(Given data)
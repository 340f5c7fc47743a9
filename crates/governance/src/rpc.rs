//! Plugin wire protocol.
//!
//! Each plugin listens on its own unix socket and speaks newline-delimited
//! JSON-RPC. The manager is the only caller and plugins never push
//! messages of their own, so request/response cycles are serialized over
//! one stream with a cycle lock.

use std::path::{Path, PathBuf};
use std::sync::atomic::{AtomicU64, Ordering};
use std::time::Duration;

use mcpv_domain::{Error, Result};
use mcpv_proto::jsonrpc::{JsonRpcRequest, JsonRpcResponse};
use serde::{Deserialize, Serialize};
use serde_json::Value;
use tokio::io::{AsyncBufReadExt, AsyncWriteExt, BufReader};
use tokio::net::UnixStream;
use tokio::sync::Mutex;

pub mod methods {
    pub const GET_METADATA: &str = "plugin/getMetadata";
    pub const CONFIGURE: &str = "plugin/configure";
    pub const CHECK_READY: &str = "plugin/checkReady";
    pub const HANDLE_REQUEST: &str = "plugin/handleRequest";
    pub const HANDLE_RESPONSE: &str = "plugin/handleResponse";
    pub const SHUTDOWN: &str = "plugin/shutdown";
}

/// Identity a plugin reports during the handshake.
#[derive(Debug, Clone, Serialize, Deserialize, PartialEq)]
#[serde(rename_all = "camelCase")]
pub struct PluginMetadata {
    pub name: String,
    #[serde(default)]
    pub version: String,
    #[serde(default)]
    pub commit_hash: Option<String>,
}

/// A plugin's verdict on one request or response.
#[derive(Debug, Clone, Serialize, Deserialize, PartialEq)]
pub struct PluginDecision {
    /// `false` rejects; the pipeline decides what that means based on
    /// the plugin's category and required flag.
    #[serde(rename = "continue")]
    pub continue_: bool,
    #[serde(default)]
    pub reason: Option<String>,
    /// Mutated payload; only honored for the `content` category.
    #[serde(default)]
    pub payload: Option<Value>,
}

impl PluginDecision {
    pub fn pass() -> Self {
        Self {
            continue_: true,
            reason: None,
            payload: None,
        }
    }

    pub fn reject(reason: impl Into<String>) -> Self {
        Self {
            continue_: false,
            reason: Some(reason.into()),
            payload: None,
        }
    }
}

/// Client side of one plugin socket.
#[derive(Debug)]
pub struct PluginClient {
    stream: Mutex<BufReader<UnixStream>>,
    socket_path: PathBuf,
    next_id: AtomicU64,
}

impl PluginClient {
    /// Dial the plugin's socket, retrying until `handshake_timeout`
    /// elapses (the child needs a moment to bind).
    pub async fn dial(socket_path: &Path, handshake_timeout: Duration) -> Result<PluginClient> {
        let deadline = tokio::time::Instant::now() + handshake_timeout;
        let stream = loop {
            match UnixStream::connect(socket_path).await {
                Ok(stream) => break stream,
                Err(e) => {
                    if tokio::time::Instant::now() >= deadline {
                        return Err(Error::io("plugin_dial", e));
                    }
                    tokio::time::sleep(Duration::from_millis(50)).await;
                }
            }
        };
        Ok(PluginClient {
            stream: Mutex::new(BufReader::new(stream)),
            socket_path: socket_path.to_path_buf(),
            next_id: AtomicU64::new(1),
        })
    }

    pub fn socket_path(&self) -> &Path {
        &self.socket_path
    }

    /// One serialized request/response cycle with a deadline.
    pub async fn call(
        &self,
        method: &str,
        params: Option<Value>,
        timeout: Duration,
    ) -> Result<Value> {
        let id = self.next_id.fetch_add(1, Ordering::Relaxed);
        let request = JsonRpcRequest::new(id, method, params);
        let line = serde_json::to_string(&request)?;

        let mut stream = self.stream.lock().await;
        let cycle = async {
            stream
                .get_mut()
                .write_all(line.as_bytes())
                .await
                .map_err(|_| Error::ConnectionClosed)?;
            stream
                .get_mut()
                .write_all(b"\n")
                .await
                .map_err(|_| Error::ConnectionClosed)?;

            loop {
                let mut buf = String::new();
                let n = stream
                    .read_line(&mut buf)
                    .await
                    .map_err(|_| Error::ConnectionClosed)?;
                if n == 0 {
                    return Err(Error::ConnectionClosed);
                }
                let trimmed = buf.trim();
                if trimmed.is_empty() {
                    continue;
                }
                let response: JsonRpcResponse = serde_json::from_str(trimmed)?;
                if response.id_u64() == Some(id) {
                    return response.into_result().map_err(Error::from);
                }
                tracing::debug!(method, "plugin answered with mismatched id, skipping");
            }
        };

        match tokio::time::timeout(timeout, cycle).await {
            Ok(result) => result,
            Err(_) => Err(Error::DeadlineExceeded { op: "plugin_call" }),
        }
    }

    pub async fn get_metadata(&self, timeout: Duration) -> Result<PluginMetadata> {
        let value = self.call(methods::GET_METADATA, None, timeout).await?;
        Ok(serde_json::from_value(value)?)
    }

    pub async fn configure(&self, config: Value, timeout: Duration) -> Result<()> {
        self.call(methods::CONFIGURE, Some(config), timeout)
            .await
            .map(|_| ())
    }

    pub async fn check_ready(&self, timeout: Duration) -> Result<()> {
        self.call(methods::CHECK_READY, None, timeout).await.map(|_| ())
    }

    pub async fn shutdown(&self, timeout: Duration) -> Result<()> {
        self.call(methods::SHUTDOWN, None, timeout).await.map(|_| ())
    }
}

#[cfg(test)]
mod tests {
    use super::*;
    use tokio::net::UnixListener;

    /// Minimal in-test plugin server answering a fixed set of methods.
    async fn serve_one(listener: UnixListener) {
        let (stream, _) = listener.accept().await.unwrap();
        let mut reader = BufReader::new(stream);
        loop {
            let mut line = String::new();
            if reader.read_line(&mut line).await.unwrap_or(0) == 0 {
                return;
            }
            let request: JsonRpcRequest = serde_json::from_str(line.trim()).unwrap();
            let result = match request.method.as_str() {
                methods::GET_METADATA => {
                    serde_json::json!({ "name": "test-plugin", "version": "1.0.0", "commitHash": "abc123" })
                }
                methods::HANDLE_REQUEST => serde_json::json!({ "continue": true }),
                _ => serde_json::json!({}),
            };
            let response = JsonRpcResponse::success(serde_json::json!(request.id), result);
            let mut out = serde_json::to_string(&response).unwrap();
            out.push('\n');
            reader.get_mut().write_all(out.as_bytes()).await.unwrap();
        }
    }

    #[tokio::test]
    async fn dial_and_round_trip() {
        let dir = tempfile::tempdir().unwrap();
        let path = dir.path().join("p.sock");
        let listener = UnixListener::bind(&path).unwrap();
        tokio::spawn(serve_one(listener));

        let client = PluginClient::dial(&path, Duration::from_secs(1)).await.unwrap();
        let metadata = client.get_metadata(Duration::from_secs(1)).await.unwrap();
        assert_eq!(metadata.name, "test-plugin");
        assert_eq!(metadata.commit_hash.as_deref(), Some("abc123"));

        let decision: PluginDecision = serde_json::from_value(
            client
                .call(methods::HANDLE_REQUEST, None, Duration::from_secs(1))
                .await
                .unwrap(),
        )
        .unwrap();
        assert!(decision.continue_);
    }

    #[tokio::test]
    async fn dial_retries_until_bind() {
        let dir = tempfile::tempdir().unwrap();
        let path = dir.path().join("late.sock");
        let bind_path = path.clone();
        tokio::spawn(async move {
            tokio::time::sleep(Duration::from_millis(150)).await;
            let listener = UnixListener::bind(&bind_path).unwrap();
            serve_one(listener).await;
        });

        let client = PluginClient::dial(&path, Duration::from_secs(2)).await.unwrap();
        client.check_ready(Duration::from_secs(1)).await.unwrap();
    }

    #[tokio::test]
    async fn dial_times_out_when_nothing_listens() {
        let dir = tempfile::tempdir().unwrap();
        let path = dir.path().join("ghost.sock");
        let err = PluginClient::dial(&path, Duration::from_millis(200))
            .await
            .unwrap_err();
        assert!(matches!(err, Error::Io { .. }));
    }

    #[test]
    fn decision_serde_uses_continue_keyword() {
        let decision: PluginDecision =
            serde_json::from_str(r#"{ "continue": false, "reason": "quota" }"#).unwrap();
        assert!(!decision.continue_);
        assert_eq!(decision.reason.as_deref(), Some("quota"));
        let round = serde_json::to_string(&PluginDecision::pass()).unwrap();
        assert!(round.contains("\"continue\":true"));
    }
}
//! WebSocket watch streams.
//!
//! Every watcher sends the current (filtered) value immediately, then
//! re-emits on change. Snapshot watchers also re-emit when the
//! visibility revision bumps (tag-only catalog changes), so a client's
//! filtered view tracks both content and visibility. `watch` channels
//! give slow consumers the coalesced-latest value in publication order.

use axum::extract::ws::{Message, WebSocket};
use axum::extract::{Query, State, WebSocketUpgrade};
use axum::response::Response;
use mcpv_runtime::LogLevel;
use serde::Deserialize;
use serde_json::json;

use super::ClientQuery;
use crate::clients::ClientEvent;
use crate::control::{discovery, observability};
use crate::state::AppState;

async fn send_json(socket: &mut WebSocket, value: &impl serde::Serialize) -> bool {
    match serde_json::to_string(value) {
        Ok(text) => socket.send(Message::Text(text)).await.is_ok(),
        Err(_) => false,
    }
}

/// Shared loop for the three snapshot watchers.
macro_rules! snapshot_watcher {
    ($name:ident, $subscribe:ident, $filtered:ident) => {
        pub async fn $name(
            State(state): State<AppState>,
            Query(query): Query<ClientQuery>,
            upgrade: WebSocketUpgrade,
        ) -> Response {
            upgrade.on_upgrade(move |mut socket| async move {
                let mut snapshots = state.$subscribe.subscribe();
                let mut visibility = state.registry.subscribe_visibility();
                loop {
                    let filtered = discovery::$filtered(&state, &query.client);
                    if !send_json(&mut socket, &filtered).await {
                        return;
                    }
                    tokio::select! {
                        changed = snapshots.changed() => {
                            if changed.is_err() {
                                return;
                            }
                        }
                        changed = visibility.changed() => {
                            if changed.is_err() {
                                return;
                            }
                        }
                        _ = state.root.cancelled() => return,
                    }
                }
            })
        }
    };
}

snapshot_watcher!(tools, tool_index, list_tools);
snapshot_watcher!(resources, resource_index, list_resources);
snapshot_watcher!(prompts, prompt_index, list_prompts);

/// `WatchActiveClients`: current list, then the event feed.
pub async fn clients(State(state): State<AppState>, upgrade: WebSocketUpgrade) -> Response {
    upgrade.on_upgrade(move |mut socket| async move {
        let mut events = state.registry.subscribe();
        if !send_json(&mut socket, &json!({ "clients": state.registry.list() })).await {
            return;
        }
        loop {
            tokio::select! {
                event = events.recv() => match event {
                    Ok(event) => {
                        let kind = match &event {
                            ClientEvent::Registered(_) => "registered",
                            ClientEvent::Unregistered(_) => "unregistered",
                            ClientEvent::Evicted(_) => "evicted",
                        };
                        let name = match &event {
                            ClientEvent::Registered(n)
                            | ClientEvent::Unregistered(n)
                            | ClientEvent::Evicted(n) => n.clone(),
                        };
                        let payload = json!({
                            "event": kind,
                            "name": name,
                            "clients": state.registry.list(),
                        });
                        if !send_json(&mut socket, &payload).await {
                            return;
                        }
                    }
                    Err(_) => return,
                },
                _ = state.root.cancelled() => return,
            }
        }
    })
}

#[derive(Deserialize)]
pub struct LogQuery {
    #[serde(default)]
    pub client: String,
    #[serde(default, alias = "minLevel")]
    pub min_level: Option<String>,
}

async fn stream_logs_filtered(state: AppState, mut socket: WebSocket, query: LogQuery, admin: bool) {
    let min_level = query
        .min_level
        .as_deref()
        .and_then(LogLevel::parse)
        .unwrap_or(LogLevel::Info);
    let visible = (!admin).then(|| discovery::visible_keys(&state, &query.client));
    let mut records = state.logs.subscribe();
    loop {
        tokio::select! {
            record = records.recv() => match record {
                Ok(record) => {
                    if !observability::log_filter(&record, min_level, visible.as_ref()) {
                        continue;
                    }
                    if !send_json(&mut socket, &*record).await {
                        return;
                    }
                }
                // Lossy stream: lagging drops records, never blocks.
                Err(tokio::sync::broadcast::error::RecvError::Lagged(_)) => continue,
                Err(tokio::sync::broadcast::error::RecvError::Closed) => return,
            },
            _ = state.root.cancelled() => return,
        }
    }
}

/// `StreamLogs`: level + visibility filtered.
pub async fn logs(
    State(state): State<AppState>,
    Query(query): Query<LogQuery>,
    upgrade: WebSocketUpgrade,
) -> Response {
    upgrade.on_upgrade(move |socket| stream_logs_filtered(state, socket, query, false))
}

/// Admin variant: unfiltered by visibility.
pub async fn admin_logs(
    State(state): State<AppState>,
    Query(query): Query<LogQuery>,
    upgrade: WebSocketUpgrade,
) -> Response {
    upgrade.on_upgrade(move |socket| stream_logs_filtered(state, socket, query, true))
}

/// `WatchRuntimeStatus`.
pub async fn runtime_status(
    State(state): State<AppState>,
    Query(query): Query<ClientQuery>,
    upgrade: WebSocketUpgrade,
) -> Response {
    upgrade.on_upgrade(move |mut socket| async move {
        let mut statuses = state.status.watch_runtime();
        loop {
            let visible = discovery::visible_keys(&state, &query.client);
            let rows = observability::runtime_status(&state, Some(&visible));
            if !send_json(&mut socket, &json!({ "servers": rows })).await {
                return;
            }
            tokio::select! {
                changed = statuses.changed() => {
                    if changed.is_err() {
                        return;
                    }
                }
                _ = state.root.cancelled() => return,
            }
        }
    })
}

/// `WatchServerInitStatus`.
pub async fn init_status(
    State(state): State<AppState>,
    Query(query): Query<ClientQuery>,
    upgrade: WebSocketUpgrade,
) -> Response {
    upgrade.on_upgrade(move |mut socket| async move {
        let mut statuses = state.status.watch_init();
        loop {
            let visible = discovery::visible_keys(&state, &query.client);
            let rows = observability::init_status(&state, Some(&visible));
            if !send_json(&mut socket, &json!({ "servers": rows })).await {
                return;
            }
            tokio::select! {
                changed = statuses.changed() => {
                    if changed.is_err() {
                        return;
                    }
                }
                _ = state.root.cancelled() => return,
            }
        }
    })
}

(Work to complete) Report all lines of the data above that include the string "quota".

(Answer to the exercise)
            serde_json::from_str(r#"{ "continue": false, "reason": "quota" }"#).unwrap();
        assert_eq!(decision.reason.as_deref(), Some("quota"));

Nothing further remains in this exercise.